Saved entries

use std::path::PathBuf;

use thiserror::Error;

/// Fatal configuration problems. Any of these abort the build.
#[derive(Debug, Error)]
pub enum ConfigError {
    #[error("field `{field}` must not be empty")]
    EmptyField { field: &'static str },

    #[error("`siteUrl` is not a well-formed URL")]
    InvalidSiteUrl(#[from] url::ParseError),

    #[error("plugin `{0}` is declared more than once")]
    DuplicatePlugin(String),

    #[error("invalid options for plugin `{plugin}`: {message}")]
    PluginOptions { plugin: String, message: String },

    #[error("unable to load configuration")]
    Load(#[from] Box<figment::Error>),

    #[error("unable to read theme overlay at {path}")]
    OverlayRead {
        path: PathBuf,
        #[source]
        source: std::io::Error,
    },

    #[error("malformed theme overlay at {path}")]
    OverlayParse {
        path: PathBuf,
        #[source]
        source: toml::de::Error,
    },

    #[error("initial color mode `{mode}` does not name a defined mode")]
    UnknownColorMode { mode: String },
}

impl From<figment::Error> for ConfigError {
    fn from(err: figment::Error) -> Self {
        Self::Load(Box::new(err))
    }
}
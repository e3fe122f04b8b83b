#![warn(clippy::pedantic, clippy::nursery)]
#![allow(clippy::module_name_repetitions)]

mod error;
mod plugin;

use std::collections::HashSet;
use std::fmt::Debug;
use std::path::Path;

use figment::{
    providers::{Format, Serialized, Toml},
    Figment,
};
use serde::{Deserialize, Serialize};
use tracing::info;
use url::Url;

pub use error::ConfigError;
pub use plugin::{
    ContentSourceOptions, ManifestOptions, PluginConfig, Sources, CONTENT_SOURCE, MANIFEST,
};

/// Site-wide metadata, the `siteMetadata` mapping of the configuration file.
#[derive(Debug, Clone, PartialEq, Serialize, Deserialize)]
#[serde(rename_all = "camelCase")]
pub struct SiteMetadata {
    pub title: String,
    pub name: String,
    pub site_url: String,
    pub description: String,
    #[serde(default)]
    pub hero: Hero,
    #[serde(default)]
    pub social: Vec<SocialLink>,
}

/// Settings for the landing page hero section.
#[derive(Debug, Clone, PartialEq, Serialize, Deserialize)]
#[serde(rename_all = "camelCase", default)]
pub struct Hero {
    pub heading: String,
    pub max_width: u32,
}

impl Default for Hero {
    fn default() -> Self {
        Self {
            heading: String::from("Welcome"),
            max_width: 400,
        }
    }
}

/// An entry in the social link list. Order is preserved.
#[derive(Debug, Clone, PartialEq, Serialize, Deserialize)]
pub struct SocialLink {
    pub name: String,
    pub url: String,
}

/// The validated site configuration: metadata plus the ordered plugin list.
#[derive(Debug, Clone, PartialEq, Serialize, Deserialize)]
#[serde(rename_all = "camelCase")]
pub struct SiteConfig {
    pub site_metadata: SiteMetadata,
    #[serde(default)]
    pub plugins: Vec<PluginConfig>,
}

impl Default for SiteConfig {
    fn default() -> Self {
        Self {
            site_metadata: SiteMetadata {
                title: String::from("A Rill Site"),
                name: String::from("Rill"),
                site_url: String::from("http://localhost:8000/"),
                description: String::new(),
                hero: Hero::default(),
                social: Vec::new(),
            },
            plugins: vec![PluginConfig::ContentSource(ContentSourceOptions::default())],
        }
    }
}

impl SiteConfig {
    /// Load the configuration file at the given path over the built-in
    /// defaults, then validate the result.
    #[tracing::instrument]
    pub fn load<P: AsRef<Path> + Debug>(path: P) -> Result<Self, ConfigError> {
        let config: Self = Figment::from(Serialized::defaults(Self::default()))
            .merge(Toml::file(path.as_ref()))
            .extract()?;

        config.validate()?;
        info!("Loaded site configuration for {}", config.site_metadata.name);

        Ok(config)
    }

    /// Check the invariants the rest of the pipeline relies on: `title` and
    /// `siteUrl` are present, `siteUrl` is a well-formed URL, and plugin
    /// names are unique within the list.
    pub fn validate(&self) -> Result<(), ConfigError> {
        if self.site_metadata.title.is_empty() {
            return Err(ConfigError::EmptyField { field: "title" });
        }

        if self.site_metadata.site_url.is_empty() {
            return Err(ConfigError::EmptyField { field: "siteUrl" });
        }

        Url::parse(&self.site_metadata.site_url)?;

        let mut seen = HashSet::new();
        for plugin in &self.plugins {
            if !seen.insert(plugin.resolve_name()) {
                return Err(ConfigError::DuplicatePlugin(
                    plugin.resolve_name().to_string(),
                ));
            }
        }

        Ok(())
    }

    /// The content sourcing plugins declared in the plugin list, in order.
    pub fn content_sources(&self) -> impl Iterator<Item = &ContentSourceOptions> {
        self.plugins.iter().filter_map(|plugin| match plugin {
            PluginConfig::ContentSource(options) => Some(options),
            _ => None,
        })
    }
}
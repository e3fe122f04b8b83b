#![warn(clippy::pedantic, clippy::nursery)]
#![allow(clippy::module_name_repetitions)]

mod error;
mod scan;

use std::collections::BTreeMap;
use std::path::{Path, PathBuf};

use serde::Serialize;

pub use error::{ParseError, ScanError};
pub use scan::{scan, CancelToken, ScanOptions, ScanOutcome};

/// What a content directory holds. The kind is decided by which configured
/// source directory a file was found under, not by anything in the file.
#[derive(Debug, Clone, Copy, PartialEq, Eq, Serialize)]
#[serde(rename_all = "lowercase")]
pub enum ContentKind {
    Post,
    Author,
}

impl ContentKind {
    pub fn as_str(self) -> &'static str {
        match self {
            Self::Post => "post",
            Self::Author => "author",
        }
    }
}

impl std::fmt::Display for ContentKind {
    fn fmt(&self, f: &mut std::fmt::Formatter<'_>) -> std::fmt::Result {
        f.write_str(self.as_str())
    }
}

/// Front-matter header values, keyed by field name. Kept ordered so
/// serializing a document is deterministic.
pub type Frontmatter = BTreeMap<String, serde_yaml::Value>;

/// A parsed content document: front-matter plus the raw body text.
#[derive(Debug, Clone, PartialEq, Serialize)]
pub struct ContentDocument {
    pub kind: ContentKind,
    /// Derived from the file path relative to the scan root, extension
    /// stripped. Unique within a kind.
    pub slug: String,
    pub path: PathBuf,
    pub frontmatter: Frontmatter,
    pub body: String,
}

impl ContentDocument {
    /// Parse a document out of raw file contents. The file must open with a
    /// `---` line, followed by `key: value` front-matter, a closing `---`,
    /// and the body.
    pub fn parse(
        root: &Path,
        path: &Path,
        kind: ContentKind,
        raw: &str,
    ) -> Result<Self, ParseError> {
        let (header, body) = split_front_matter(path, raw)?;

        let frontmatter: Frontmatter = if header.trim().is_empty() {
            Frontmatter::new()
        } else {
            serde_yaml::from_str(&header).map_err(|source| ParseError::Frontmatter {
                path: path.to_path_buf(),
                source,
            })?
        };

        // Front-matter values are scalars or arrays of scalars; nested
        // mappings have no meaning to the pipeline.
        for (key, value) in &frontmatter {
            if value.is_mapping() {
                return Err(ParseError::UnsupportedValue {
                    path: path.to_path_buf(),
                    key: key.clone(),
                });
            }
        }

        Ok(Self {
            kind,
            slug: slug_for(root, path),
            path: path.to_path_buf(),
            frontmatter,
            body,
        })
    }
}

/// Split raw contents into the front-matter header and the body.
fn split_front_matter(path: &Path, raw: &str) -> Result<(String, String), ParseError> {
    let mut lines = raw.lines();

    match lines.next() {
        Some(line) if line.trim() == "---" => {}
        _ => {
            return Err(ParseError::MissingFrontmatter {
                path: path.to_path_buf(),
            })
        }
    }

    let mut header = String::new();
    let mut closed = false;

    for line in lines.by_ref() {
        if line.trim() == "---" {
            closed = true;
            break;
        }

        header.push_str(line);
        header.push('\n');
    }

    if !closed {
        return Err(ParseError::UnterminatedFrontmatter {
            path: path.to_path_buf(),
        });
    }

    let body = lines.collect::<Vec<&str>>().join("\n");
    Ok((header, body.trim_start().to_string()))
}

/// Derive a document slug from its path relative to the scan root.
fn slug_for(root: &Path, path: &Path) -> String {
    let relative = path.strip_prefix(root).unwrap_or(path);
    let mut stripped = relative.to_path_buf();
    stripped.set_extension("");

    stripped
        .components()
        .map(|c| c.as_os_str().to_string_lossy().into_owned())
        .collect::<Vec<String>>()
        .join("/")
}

Exercise prompt: Among the lines of the records, copy out each one that contains the word "root".

Exercise solution:
    /// Derived from the file path relative to the scan root, extension
        root: &Path,
            slug: slug_for(root, path),
/// Derive a document slug from its path relative to the scan root.
fn slug_for(root: &Path, path: &Path) -> String {
    let relative = path.strip_prefix(root).unwrap_or(path);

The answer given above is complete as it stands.